The announcement came as Spanish police smashed a network smuggling Moroccans into Spain for 5,000 to 10,000 euros ($5,700-11,400) each.
The migrant crisis, the worst of its kind since World War II, has opened up rifts in the European Union and put unprecedented strain on the right to free circulation that is at the core of the bloc’s values.
Just weeks after sealing its border with Serbia with a razor-wire fence, Hungary said it would close its border with Croatia at 2200 GMT on Friday to stem the flow of migrants, blaming the EU summit’s failure to push for a bloc-wide frontier guard system.
“After no decision was reached at the EU summit on Thursday on using common EU forces to defend Greece’s external border… Hungary has decided to put into operation its border closure,” said foreign minister Peter Szijjarto.

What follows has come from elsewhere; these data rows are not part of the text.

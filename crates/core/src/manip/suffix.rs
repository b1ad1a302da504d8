use super::{Manipulator, ManipulatorKind};
use crate::error::Result;
use crate::session::Session;
use crate::state::SuffixState;
use crate::types::ProjectRef;
use std::collections::BTreeSet;
use tracing::info;

/// Strips a version suffix matching `versionSuffixStrip` from project and
/// parent versions
#[derive(Debug, Default, Clone, Copy)]
pub struct SuffixManipulator;

impl Manipulator for SuffixManipulator {
    fn kind(&self) -> ManipulatorKind {
        ManipulatorKind::SuffixStrip
    }

    fn init(&self, session: &mut Session) -> Result<()> {
        let state = SuffixState::new(session.user_properties())?;
        session.set_state(state);
        Ok(())
    }

    fn is_enabled(&self, session: &Session) -> bool {
        session.is_state_enabled::<SuffixState>()
    }

    fn apply_changes(&self, session: &mut Session) -> Result<BTreeSet<ProjectRef>> {
        let state = session.require_state::<SuffixState>()?.clone();
        let mut changed = BTreeSet::new();

        for project in session.projects_mut().iter_mut() {
            let key = project.key();
            let mut touched = false;

            if let Some(parent) = project.model().parent() {
                if let Some(stripped) = state.strip(&parent.version) {
                    info!("Stripping parent version {} to {} in {}", parent.version, stripped, key);
                    touched |= project.model_mut().set_parent_version(&stripped);
                }
            }
            if let Some(version) = project.model().explicit_version() {
                if let Some(stripped) = state.strip(&version) {
                    info!("Stripping version {} to {} in {}", version, stripped, key);
                    project.model_mut().set_version(&stripped);
                    touched = true;
                }
            }

            if touched {
                changed.insert(project.key());
            }
        }
        Ok(changed)
    }
}
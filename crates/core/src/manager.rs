//! Drives one manipulation run over a reactor

use crate::config::docs;
use crate::error::Result;
use crate::manip::{ManipulatorKind, ManipulatorRegistry};
use crate::pom::{MARKER_FILE, PomIo};
use crate::session::Session;
use crate::types::ProjectRef;
use serde::{Deserialize, Serialize};
use std::collections::BTreeSet;
use std::fs;
use std::path::Path;
use tracing::{debug, info, warn};

/// Manipulation report, relative to the execution-root directory
pub const REPORT_FILE: &str = "target/manipulation.json";

/// Before and after coordinates of one project
#[derive(Debug, Clone, PartialEq, Eq, Serialize, Deserialize)]
#[serde(rename_all = "camelCase")]
pub struct ProjectReport {
    pub pom: String,
    pub original: String,
    pub result: String,
    pub changed: bool,
}

/// What a run did, written to [`REPORT_FILE`]
#[derive(Debug, Clone, Default, PartialEq, Eq, Serialize, Deserialize)]
#[serde(rename_all = "camelCase")]
pub struct ManipulationReport {
    /// Names of the manipulators that ran, in execution order
    pub manipulators: Vec<String>,
    pub projects: Vec<ProjectReport>,
}

#[derive(Debug, Clone)]
pub struct ManipulationManager {
    registry: ManipulatorRegistry,
    pom_io: PomIo,
}

impl Default for ManipulationManager {
    fn default() -> Self {
        Self::new(ManipulatorRegistry::default())
    }
}

impl ManipulationManager {
    pub fn new(registry: ManipulatorRegistry) -> Self {
        Self {
            registry,
            pom_io: PomIo::new(),
        }
    }

    pub fn registry(&self) -> &ManipulatorRegistry {
        &self.registry
    }

    /// Build and register the state of every manipulator
    pub fn init(&self, session: &mut Session) -> Result<()> {
        for key in docs::deprecated() {
            if session.user_properties().contains_key(key) {
                warn!("Property {} is deprecated; see the property index for its replacement", key);
            }
        }
        for manipulator in self.registry.ordered() {
            debug!("Initialising {}", manipulator.kind());
            manipulator.init(session)?;
        }
        Ok(())
    }

    /// Load the reactor unless the session already holds one, run every
    /// enabled manipulator in order and write the results.
    ///
    /// Returns `None` when the session is disabled or a previous run left
    /// its marker behind.
    pub fn scan_and_apply(&self, session: &mut Session) -> Result<Option<ManipulationReport>> {
        if !session.is_enabled() {
            info!("Manipulation engine disabled via command-line option");
            return Ok(None);
        }
        let root_dir = session.root_dir();
        let marker = root_dir.join(MARKER_FILE);
        if marker.exists() {
            info!("Skipping manipulation as previous execution found.");
            return Ok(None);
        }

        if session.projects().is_empty() {
            let projects = self.pom_io.parse_project(&session.request().root_pom)?;
            session.set_projects(projects);
        }

        let mut changed = BTreeSet::new();
        let mut executed = Vec::new();
        for manipulator in self.registry.ordered() {
            let kind = manipulator.kind();
            if !manipulator.is_enabled(session) {
                debug!("Skipping disabled manipulator {}", kind);
                continue;
            }
            info!("Running manipulator {} (index {})", kind, kind.index());
            let touched = manipulator.apply_changes(session)?;
            debug!("{} changed {} project(s)", kind, touched.len());
            changed.extend(touched);
            executed.push(kind);
        }

        self.pom_io.write_projects(session.projects(), &changed)?;
        info!("Maven-Manipulation-Extension: Finished. {} project(s) changed", changed.len());

        let report = report(session, &executed, &changed, &root_dir);
        write_outputs(&root_dir, &marker, &report)?;
        Ok(Some(report))
    }
}

fn report(
    session: &Session,
    executed: &[ManipulatorKind],
    changed: &BTreeSet<ProjectRef>,
    root_dir: &Path,
) -> ManipulationReport {
    let projects = session
        .projects()
        .iter()
        .map(|project| {
            let pom = project.pom();
            ProjectReport {
                pom: pom.strip_prefix(root_dir).unwrap_or(pom).display().to_string(),
                original: project.original_gav().to_string(),
                result: project.gav().to_string(),
                changed: changed.contains(&project.key()),
            }
        })
        .collect();
    ManipulationReport {
        manipulators: executed.iter().map(|kind| kind.name().to_string()).collect(),
        projects,
    }
}

fn write_outputs(root_dir: &Path, marker: &Path, report: &ManipulationReport) -> Result<()> {
    if let Some(dir) = marker.parent() {
        fs::create_dir_all(dir)?;
    }
    fs::write(marker, "")?;

    let path = root_dir.join(REPORT_FILE);
    let mut contents = serde_json::to_string_pretty(report)?;
    contents.push('\n');
    fs::write(&path, contents)?;
    debug!("Wrote marker {} and report {}", marker.display(), path.display());
    Ok(())
}
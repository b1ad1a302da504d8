//! Configuration: the flat user property bag, the side-car file beside the
//! root POM and the index of documented properties

mod config_io;
pub mod docs;
mod properties;

pub use config_io::{CONFIG_DIR, CONFIG_FILES, ConfigIo, ConfigScalar, SEALED_PROPERTY, SideCarConfig};
pub use properties::UserProperties;
pub(crate) use properties::parse_bool;

/// A documented property key, declared next to the state that reads it
#[derive(Debug, Clone, Copy, PartialEq, Eq)]
pub struct ConfigValue {
    pub name: &'static str,
    /// Page (and anchor) of the user guide describing the key
    pub doc_index: &'static str,
    pub deprecated: bool,
}

impl ConfigValue {
    pub const fn new(name: &'static str, doc_index: &'static str) -> Self {
        Self {
            name,
            doc_index,
            deprecated: false,
        }
    }

    pub const fn deprecated(name: &'static str, doc_index: &'static str) -> Self {
        Self {
            name,
            doc_index,
            deprecated: true,
        }
    }
}
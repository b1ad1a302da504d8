//! Side-car configuration stored beside the root POM
//!
//! The file lives in `<root>/.mvn/` and is one of `pme.json`, `pme.toml` or
//! `pme.properties`. JSON and TOML files carry two tables:
//!
//! - `properties`: defaults the user may override on the command line
//! - `sealed`: values the user may not change
//!
//! A `.properties` file only holds overridable keys.

use super::UserProperties;
use crate::error::{Error, Result};
use serde::Deserialize;
use std::collections::BTreeMap;
use std::fmt;
use std::fs;
use std::path::{Path, PathBuf};
use tracing::{debug, info, warn};

pub const CONFIG_DIR: &str = ".mvn";
pub const CONFIG_FILES: [&str; 3] = ["pme.json", "pme.toml", "pme.properties"];

/// User property listing keys that overridable file entries may not set
pub const SEALED_PROPERTY: &str = "manipulation.sealed";

/// A scalar configuration value as written in JSON or TOML
#[derive(Debug, Clone, PartialEq, Deserialize)]
#[serde(untagged)]
pub enum ConfigScalar {
    String(String),
    Bool(bool),
    Integer(i64),
    Float(f64),
}

impl fmt::Display for ConfigScalar {
    fn fmt(&self, f: &mut fmt::Formatter<'_>) -> fmt::Result {
        match self {
            ConfigScalar::String(s) => write!(f, "{s}"),
            ConfigScalar::Bool(b) => write!(f, "{b}"),
            ConfigScalar::Integer(i) => write!(f, "{i}"),
            ConfigScalar::Float(x) => write!(f, "{x}"),
        }
    }
}

#[derive(Debug, Clone, Default, PartialEq, Deserialize)]
pub struct SideCarConfig {
    #[serde(default)]
    pub properties: BTreeMap<String, ConfigScalar>,
    #[serde(default)]
    pub sealed: BTreeMap<String, ConfigScalar>,
}

impl SideCarConfig {
    pub fn is_empty(&self) -> bool {
        self.properties.is_empty() && self.sealed.is_empty()
    }
}

/// Locates, parses and merges the side-car file
#[derive(Debug, Clone, Copy, Default)]
pub struct ConfigIo;

impl ConfigIo {
    pub fn new() -> Self {
        Self
    }

    /// The side-car file under `root_dir`, if any. Finding more than one
    /// candidate is a configuration error.
    pub fn find(&self, root_dir: &Path) -> Result<Option<PathBuf>> {
        let dir = root_dir.join(CONFIG_DIR);
        let found: Vec<PathBuf> = CONFIG_FILES
            .iter()
            .map(|name| dir.join(name))
            .filter(|path| path.is_file())
            .collect();

        match found.as_slice() {
            [] => Ok(None),
            [single] => Ok(Some(single.clone())),
            _ => Err(Error::Config(format!(
                "Found multiple configuration files in {}: {}",
                dir.display(),
                found
                    .iter()
                    .filter_map(|p| p.file_name())
                    .map(|n| n.to_string_lossy().into_owned())
                    .collect::<Vec<_>>()
                    .join(", ")
            ))),
        }
    }

    pub fn load(&self, path: &Path) -> Result<SideCarConfig> {
        let content = fs::read_to_string(path)?;
        let config = match path.extension().and_then(|e| e.to_str()) {
            Some("json") => serde_json::from_str(&content)?,
            Some("toml") => toml::from_str(&content).map_err(|e| {
                Error::Config(format!("Unable to parse {}: {e}", path.display()))
            })?,
            _ => SideCarConfig {
                properties: parse_properties(&content)
                    .into_iter()
                    .map(|(k, v)| (k, ConfigScalar::String(v)))
                    .collect(),
                sealed: BTreeMap::new(),
            },
        };
        debug!("Loaded configuration {:?} from {}", config, path.display());
        Ok(config)
    }

    /// Find, load and merge the side-car file of `root_dir` into `properties`.
    /// Returns the file that was applied.
    pub fn apply(&self, root_dir: &Path, properties: &mut UserProperties) -> Result<Option<PathBuf>> {
        let Some(path) = self.find(root_dir)? else {
            return Ok(None);
        };
        let config = self.load(&path)?;
        self.merge(&config, properties)?;
        info!("Applied configuration from {}", path.display());
        Ok(Some(path))
    }

    /// Merge `config` into `properties`.
    ///
    /// Sealed file keys are used when absent from the user properties and
    /// must not be given a different value. For overridable keys the user
    /// value wins, and keys listed in `manipulation.sealed` are never taken
    /// from the file even when the user gives no value.
    pub fn merge(&self, config: &SideCarConfig, properties: &mut UserProperties) -> Result<()> {
        if let Some(key) = config.sealed.keys().find(|k| config.properties.contains_key(*k)) {
            return Err(Error::Config(format!(
                "Property {key} is declared both overridable and sealed"
            )));
        }

        let user_sealed = properties.get_list(SEALED_PROPERTY);

        for (key, value) in &config.sealed {
            let value = value.to_string();
            match properties.get(key) {
                None => {
                    properties.insert(key.as_str(), value);
                }
                Some(current) if current == value => {}
                Some(current) => {
                    return Err(Error::Config(format!(
                        "Property {key} is sealed with value '{value}' but was given '{current}'"
                    )));
                }
            }
        }

        for (key, value) in &config.properties {
            let value = value.to_string();
            if user_sealed.iter().any(|k| k == key) {
                debug!("Ignoring configured {key}='{value}' as the user sealed it");
                continue;
            }
            match properties.get(key) {
                None => {
                    properties.insert(key.as_str(), value);
                }
                Some(current) if current != value => {
                    warn!("User property {key}={current} overrides configured value '{value}'");
                }
                Some(_) => {}
            }
        }
        Ok(())
    }
}

/// Minimal `.properties` reader: `key=value` or `key: value` lines, `#` and
/// `!` comments
fn parse_properties(content: &str) -> Vec<(String, String)> {
    content
        .lines()
        .map(str::trim)
        .filter(|line| !line.is_empty() && !line.starts_with('#') && !line.starts_with('!'))
        .filter_map(|line| {
            let split = line.find(['=', ':'])?;
            let (key, value) = (&line[..split], &line[split + 1..]);
            Some((key.trim().to_string(), value.trim().to_string()))
        })
        .collect()
}
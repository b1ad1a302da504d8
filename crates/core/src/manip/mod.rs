//! Manipulators: one rewriter per concern, run in execution-index order
//! over the whole reactor

mod bom;
mod dependency;
mod distribution;
mod json;
mod parent;
mod plugin;
mod project_version;
mod property;
mod registry;
mod repo_reporting;
mod repository;
mod script;
mod suffix;
mod versioning;

pub use bom::{BOM_ARTIFACT, BOM_FILE, BomBuilderManipulator};
pub use dependency::DependencyManipulator;
pub use distribution::DistributionEnforcingManipulator;
pub use json::JsonManipulator;
pub use parent::ParentInjectionManipulator;
pub use plugin::PluginManipulator;
pub use project_version::ProjectVersionEnforcingManipulator;
pub use property::PropertyManipulator;
pub use registry::ManipulatorRegistry;
pub use repo_reporting::RepoReportingManipulator;
pub use repository::RepositoryInjectionManipulator;
pub use script::{FinalScriptManipulator, InitialScriptManipulator};
pub use suffix::SuffixManipulator;
pub use versioning::ProjectVersioningManipulator;

use crate::error::Result;
use crate::session::Session;
use crate::types::ProjectRef;
use std::collections::BTreeSet;
use std::fmt;

/// Every manipulator the engine knows, with its fixed execution index
#[derive(Debug, Clone, Copy, PartialEq, Eq, Hash, PartialOrd, Ord)]
pub enum ManipulatorKind {
    InitialScript,
    ProjectVersionEnforcing,
    SuffixStrip,
    ProjectVersioning,
    Property,
    Dependency,
    Plugin,
    ParentInjection,
    RepositoryInjection,
    RepoReportingRemoval,
    DistributionEnforcing,
    BomBuilder,
    JsonUpdate,
    FinalScript,
}

impl ManipulatorKind {
    pub const ALL: [Self; 14] = [
        Self::InitialScript,
        Self::ProjectVersionEnforcing,
        Self::SuffixStrip,
        Self::ProjectVersioning,
        Self::Property,
        Self::Dependency,
        Self::Plugin,
        Self::ParentInjection,
        Self::RepositoryInjection,
        Self::RepoReportingRemoval,
        Self::DistributionEnforcing,
        Self::BomBuilder,
        Self::JsonUpdate,
        Self::FinalScript,
    ];

    /// Lower runs first. Gaps leave room for manipulators added later.
    pub const fn index(self) -> u32 {
        match self {
            Self::InitialScript => 1,
            Self::ProjectVersionEnforcing => 3,
            Self::SuffixStrip => 5,
            Self::ProjectVersioning => 10,
            Self::Property => 30,
            Self::Dependency => 40,
            Self::Plugin => 50,
            Self::ParentInjection => 62,
            Self::RepositoryInjection => 65,
            Self::RepoReportingRemoval => 70,
            Self::DistributionEnforcing => 75,
            Self::BomBuilder => 80,
            Self::JsonUpdate => 85,
            Self::FinalScript => 99,
        }
    }

    /// Active without any user property
    pub const fn default_on(self) -> bool {
        matches!(self, Self::ProjectVersionEnforcing)
    }

    pub const fn name(self) -> &'static str {
        match self {
            Self::InitialScript => "initial-script",
            Self::ProjectVersionEnforcing => "project-version-enforcing",
            Self::SuffixStrip => "suffix-strip",
            Self::ProjectVersioning => "project-versioning",
            Self::Property => "property",
            Self::Dependency => "dependency",
            Self::Plugin => "plugin",
            Self::ParentInjection => "parent-injection",
            Self::RepositoryInjection => "repository-injection",
            Self::RepoReportingRemoval => "repo-reporting-removal",
            Self::DistributionEnforcing => "distribution-enforcing",
            Self::BomBuilder => "bom-builder",
            Self::JsonUpdate => "json-update",
            Self::FinalScript => "final-script",
        }
    }
}

impl fmt::Display for ManipulatorKind {
    fn fmt(&self, f: &mut fmt::Formatter<'_>) -> fmt::Result {
        f.write_str(self.name())
    }
}

/// One rewriter. Configuration lives in the session as a
/// [`State`](crate::state::State) built by `init`.
pub trait Manipulator: Send + Sync {
    fn kind(&self) -> ManipulatorKind;

    /// Build the state from the user properties and register it
    fn init(&self, session: &mut Session) -> Result<()>;

    /// Whether the registered state asks for any change
    fn is_enabled(&self, session: &Session) -> bool;

    /// Rewrite the reactor, returning the projects that changed
    fn apply_changes(&self, session: &mut Session) -> Result<BTreeSet<ProjectRef>>;
}

#[cfg(test)]
mod tests {
    use super::*;

    #[test]
    fn test_indices_are_unique_and_ordered() {
        let indices: Vec<u32> = ManipulatorKind::ALL.iter().map(|k| k.index()).collect();
        let mut sorted = indices.clone();
        sorted.sort_unstable();
        sorted.dedup();
        assert_eq!(indices, sorted);
    }

    #[test]
    fn test_only_project_version_enforcing_defaults_on() {
        let defaults: Vec<_> = ManipulatorKind::ALL
            .into_iter()
            .filter(|k| k.default_on())
            .collect();
        assert_eq!(defaults, vec![ManipulatorKind::ProjectVersionEnforcing]);
    }
}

Croatian Interior Minister Ranko Ostojic said Zagreb would divert migrants on its territory, who had been planning to travel onto Hungary, towards Slovenia.
“We are turning the route, the corridor towards Slovenia,” he told reporters.
Most refugees and migrants are trying to get to Germany, Europe’s economic powerhouse, which has said it expects up to one million asylum seekers this year after saying it would open its doors to Syrian refugees.
With many refugees from Syria, Iraq and Eritrea currently failing to lodge asylum request upon arriving in Greece, fearing they will be trapped in the recession-hit country, the European Union’s top migration official warned a recent deal to share out refugees in the bloc could flounder.